To those who add a close vote after reading this: can you comment to me why my question is considered a duplicate/why my interpretation given above is wrong so I can better learn the rules of this community and submit appropriate content?

marked as duplicate by DilithiumMatrix, CuriousOne, Gert, Prahar, Sebastian RieseMay 5 '16 at 18:59

• Possible duplicate of Are black holes really singularities? – DilithiumMatrix Apr 20 '16 at 3:59
• @DilithiumMatrix Thank you for the comment. Please see my edit if you get a chance. Thank you. – Words Like Jared Apr 20 '16 at 4:27
• Comment to the title (v3): What does the phrase "a formed black" in the title mean? – Qmechanic Apr 20 '16 at 9:30
• @Qmechanic it was to emphasize that my question is different from this one which is asking whether or not black holes actually form. – Words Like Jared Apr 20 '16 at 13:09

Once you are inside the event horizon every form of energy just increases the gravity. For example when discussing the weak force you suggest:

By being random over enough time has an expected value of having "lucky spurts" of weak force over large enough time may play a part in tearing apart a black hole.

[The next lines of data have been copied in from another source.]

//! tty-2048: a 2048 move-resolution engine and the pieces around it
//!
//! This crate provides:
//! - A `Board` value type with pure operations (`shift`, `legal_moves`, `has_tile`, ...)
//! - A spawner with injected randomness (`engine::spawn_tile`, `engine::new_board`)
//! - An explicit `GameConfig` instead of global constants (`config` module)
//! - A turn driver (`game::Game`) sequencing move, win check and spawn
//! - The fixed-width text save format (`save` module)
//! - A postcard game record for replays (`serialization` module)
//!
//! Quick start:
//! ```
//! use tty_2048::config::GameConfig;
//! use tty_2048::engine::{self as GameEngine, Spawn};
//! use rand::{rngs::StdRng, SeedableRng};
//!
//! let cfg = GameConfig::default();
//! let mut rng = StdRng::seed_from_u64(42);
//! let b0 = GameEngine::new_board(&cfg, &mut rng);
//!
//! let (any, legal) = GameEngine::legal_directions(b0);
//! assert!(any);
//! let dir = legal.iter().next().unwrap();
//! let (b1, _score) = GameEngine::resolve_move(b0, dir, 0);
//! assert!(!GameEngine::is_winner(b1, cfg.target));
//! match GameEngine::spawn_tile(b1, b1.legal_moves().any(), &cfg, &mut rng) {
//!     Spawn::Continue(b2) => assert!(b2.count_occupied() <= b1.count_occupied() + 1),
//!     Spawn::GameOver => unreachable!(),
//! }
//! ```
//!
//! Full loop (simplest possible)
//! ```
//! use tty_2048::config::GameConfig;
//! use tty_2048::game::{Game, TurnOutcome};
//! use rand::{rngs::StdRng, SeedableRng};
//!
//! let mut rng = StdRng::seed_from_u64(123);
//! let mut game = Game::new(GameConfig::default(), &mut rng);
//! let mut moves = 0u32;
//! while moves < 8 {
//!     let Some(dir) = game.legal_moves().iter().next() else { break };
//!     match game.play(dir, &mut rng) {
//!         TurnOutcome::Won | TurnOutcome::Lost => break,
//!         _ => moves += 1,
//!     }
//! }
//! assert!(moves > 0);
//! ```
//!
pub mod config;
pub mod console;
pub mod engine;
pub mod game;
pub mod save;
pub mod serialization;
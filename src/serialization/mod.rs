//! Serialization surfaces for played games.
//!
//! This module defines a postcard-based record of a game: the board before
//! every move, the chosen direction and the points it earned, plus summary
//! metadata. Records are written by the binary on request and can be read
//! back for replay or analysis.

mod record;

pub use record::{
    GameRecord,
    RecordFinish,
    RecordMeta,
    RecordStep,
    Recorder,
    SerializationError,
    now_unix_seconds,
    to_postcard_bytes,
    from_postcard_bytes,
    write_postcard_to_path,
    read_postcard_from_path,
};
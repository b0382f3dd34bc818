use std::io::{self, BufRead, Write};
use std::path::{Path, PathBuf};

use anyhow::Context;
use clap::Parser;
use rand::{rngs::StdRng, SeedableRng};
use tracing_subscriber::EnvFilter;

use tty_2048::config::GameConfig;
use tty_2048::console::{self, Command};
use tty_2048::game::{Game, TurnOutcome};
use tty_2048::save::{self, DEFAULT_SAVE_FILE};
use tty_2048::serialization::{self as ser, RecordFinish, Recorder};

#[derive(Debug, Parser)]
#[command(name = "tty-2048", about = "Play 2048 in the terminal")]
struct Args {
    /// Save file read at start and rewritten after every turn
    #[arg(long, default_value = DEFAULT_SAVE_FILE)]
    save: PathBuf,

    /// Resume the saved board without asking
    #[arg(long, conflicts_with = "new")]
    resume: bool,

    /// Deal a new board without asking
    #[arg(long)]
    new: bool,

    /// Seed the tile spawner for a reproducible game
    #[arg(long)]
    seed: Option<u64>,

    /// Tile value that wins the game (default 2048)
    #[arg(long)]
    target: Option<u32>,

    /// Occupied cells on a new board (default 6)
    #[arg(long)]
    initial_tiles: Option<usize>,

    /// New tiles are 2^k with k in 1..=this (default 1)
    #[arg(long)]
    max_exponent: Option<u32>,

    /// Probability that a tile spawns after a move (default 0.5)
    #[arg(long)]
    spawn_chance: Option<f64>,

    /// Write a postcard record of the game to this path when it ends
    #[arg(long)]
    record: Option<PathBuf>,

    /// Do not clear the screen between turns
    #[arg(long)]
    no_clear: bool,
}

impl Args {
    fn game_config(&self) -> GameConfig {
        let base = GameConfig::default();
        GameConfig {
            target: self.target.unwrap_or(base.target),
            initial_tiles: self.initial_tiles.unwrap_or(base.initial_tiles),
            max_exponent: self.max_exponent.unwrap_or(base.max_exponent),
            spawn_chance: self.spawn_chance.unwrap_or(base.spawn_chance),
        }
    }
}

fn main() -> anyhow::Result<()> {
    tracing_subscriber::fmt()
        .with_env_filter(EnvFilter::try_from_default_env().unwrap_or_else(|_| EnvFilter::new("warn")))
        .with_writer(io::stderr)
        .init();

    let args = Args::parse();
    let cfg = args.game_config();
    cfg.validate().context("invalid game parameters")?;

    let mut rng = match args.seed {
        Some(seed) => StdRng::seed_from_u64(seed),
        None => StdRng::from_entropy(),
    };
    let stdin = io::stdin();
    let mut input = stdin.lock();
    let mut out = io::stdout();

    if !args.no_clear {
        console::clear_screen(&mut out)?;
    }
    console::say(&mut out, &format!("Game:2048\n\n{} {}\n", console::BANNER, cfg.target))?;

    let mut game = match setup_game(&args, cfg, &mut input, &mut out, &mut rng)? {
        Some(game) => game,
        None => return Ok(()),
    };
    save::save_to_path(&args.save, &game.snapshot())
        .with_context(|| format!("writing {}", args.save.display()))?;

    let mut recorder = Recorder::new(game.config().target);
    let finish = loop {
        let legal = game.legal_moves();
        console::draw(&mut out, &game, &legal, !args.no_clear)?;
        if !legal.any() {
            console::say(&mut out, "GAME OVER!\nThe board is full and there is no more valid move!")?;
            break RecordFinish::Lost;
        }

        let dir = match read_command(&mut input, &mut out)? {
            Some(Command::Slide(dir)) => dir,
            Some(Command::Quit) | None => {
                console::say(&mut out, "Thank you for playing!")?;
                break RecordFinish::Quit;
            }
        };

        let before = game.snapshot();
        let outcome = game.play(dir, &mut rng);
        if outcome != TurnOutcome::Ignored {
            recorder.record(before.board, dir, game.score() - before.score);
        }
        save::save_to_path(&args.save, &game.snapshot_after(before, outcome))
            .with_context(|| format!("writing {}", args.save.display()))?;

        match outcome {
            TurnOutcome::Won => {
                console::draw(&mut out, &game, &game.legal_moves(), !args.no_clear)?;
                console::say(&mut out, &format!("WELL DONE! You reached {}", game.config().target))?;
                break RecordFinish::Won;
            }
            TurnOutcome::Lost => {
                console::draw(&mut out, &game, &game.legal_moves(), !args.no_clear)?;
                console::say(&mut out, "GAME OVER!\nThe board is full and there is no more valid move!")?;
                break RecordFinish::Lost;
            }
            TurnOutcome::Continue | TurnOutcome::Ignored => {}
        }
    };

    tracing::info!(score = game.score(), steps = recorder.len(), ?finish, "game finished");
    if let Some(path) = &args.record {
        let record = recorder.finish(game.board(), game.score(), finish);
        ser::write_postcard_to_path(path, &record)
            .with_context(|| format!("writing record {}", path.display()))?;
    }
    Ok(())
}

/// Load the saved board or deal a new one; `None` when input ends first.
fn setup_game<B: BufRead, W: Write>(
    args: &Args,
    cfg: GameConfig,
    input: &mut B,
    out: &mut W,
    rng: &mut StdRng,
) -> anyhow::Result<Option<Game>> {
    let resume = if args.resume {
        true
    } else if args.new {
        false
    } else {
        loop {
            console::say(out, "Do you want to load your last board? (Y/N)")?;
            write!(out, "> ")?;
            out.flush()?;
            let Some(line) = read_line(input)? else { return Ok(None) };
            if let Some(answer) = console::parse_yes_no(&line) {
                break answer;
            }
        }
    };

    if resume {
        match save::load_from_path(&args.save, cfg.target) {
            Ok(snapshot) => return Ok(Some(Game::from_snapshot(snapshot, cfg))),
            Err(e) if e.is_not_found() => {
                tracing::warn!(path = %args.save.display(), "no saved board, dealing a new one");
                console::say(out, "There is no saved board. Getting you a new one.")?;
            }
            Err(e) => return Err(e).with_context(|| format!("reading {}", args.save.display())),
        }
    }
    let high_score = previous_high_score(&args.save, cfg.target);
    Ok(Some(Game::new(cfg, rng).with_high_score(high_score)))
}

fn previous_high_score(path: &Path, target: u32) -> u64 {
    save::load_from_path(path, target).map(|s| s.high_score).unwrap_or(0)
}

fn read_command<B: BufRead, W: Write>(input: &mut B, out: &mut W) -> anyhow::Result<Option<Command>> {
    console::say(out, console::MOVE_PROMPT)?;
    loop {
        write!(out, "> ")?;
        out.flush()?;
        let Some(line) = read_line(input)? else { return Ok(None) };
        match console::parse_command(&line) {
            Some(cmd) => return Ok(Some(cmd)),
            None => console::say(out, console::MOVE_PROMPT)?,
        }
    }
}

fn read_line<B: BufRead>(input: &mut B) -> io::Result<Option<String>> {
    let mut line = String::new();
    if input.read_line(&mut line)? == 0 {
        return Ok(None);
    }
    Ok(Some(line))
}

by which I assume you're thinking of a decay in which mass energy is converted into kinetic energy of the decay products. The problem is that the fast moving decay products gravitate just like the original mass did so this cannot eliminate the event horizon. The same applies to decays mediated by the strong force. This happens because the source of the spacetime curvature is not just mass, but rather an object called the stress-energy tensor. This includes contributions from the momentum and pressure of matter/energy as well as from its mass.

The one case where one of the four forces can affect the large scale geometry is the electromagnetic force, but the reason this happens is a bit different to the mechanisms you suggest. A charged black hole is described by the Reissner-Nordström metric, and this has some significant differences from the uncharged Schwarzschild metric. In principle (though not in practice) if you can increase the charge enough the event horizon will disappear to leave a naked singularity.

However the reason this happens is that the electromagnetic force is a long range force so electrostatic field created by the charge exists both inside and outside the event horizon. Speaking rather loosely, the part of the field inside the horizon pulls the event horizon inwards but the part of the field outside the horizon pulls the horizon outwards. If you make the charge great enough the outside pull wins and the horizon disappears.

I should add an important caveat to this. The Reissner-Nordström metric, like the Schwarzschild metric, is an idealised description and the black hole it describes is time independent meaning it has existed forever and will continue to exist forever. It would not be a good description of a process involving adding charge to an existing black hole. The hypothetical experiment of adding charge to an existing black hole would be described by some variant of the Oppenheimer-Snyder metric, and I'm not aware of any studies of this process.

For completeness I should also add that there are excellent reasons to believe the charge could never be increased enough to create a naked singularity.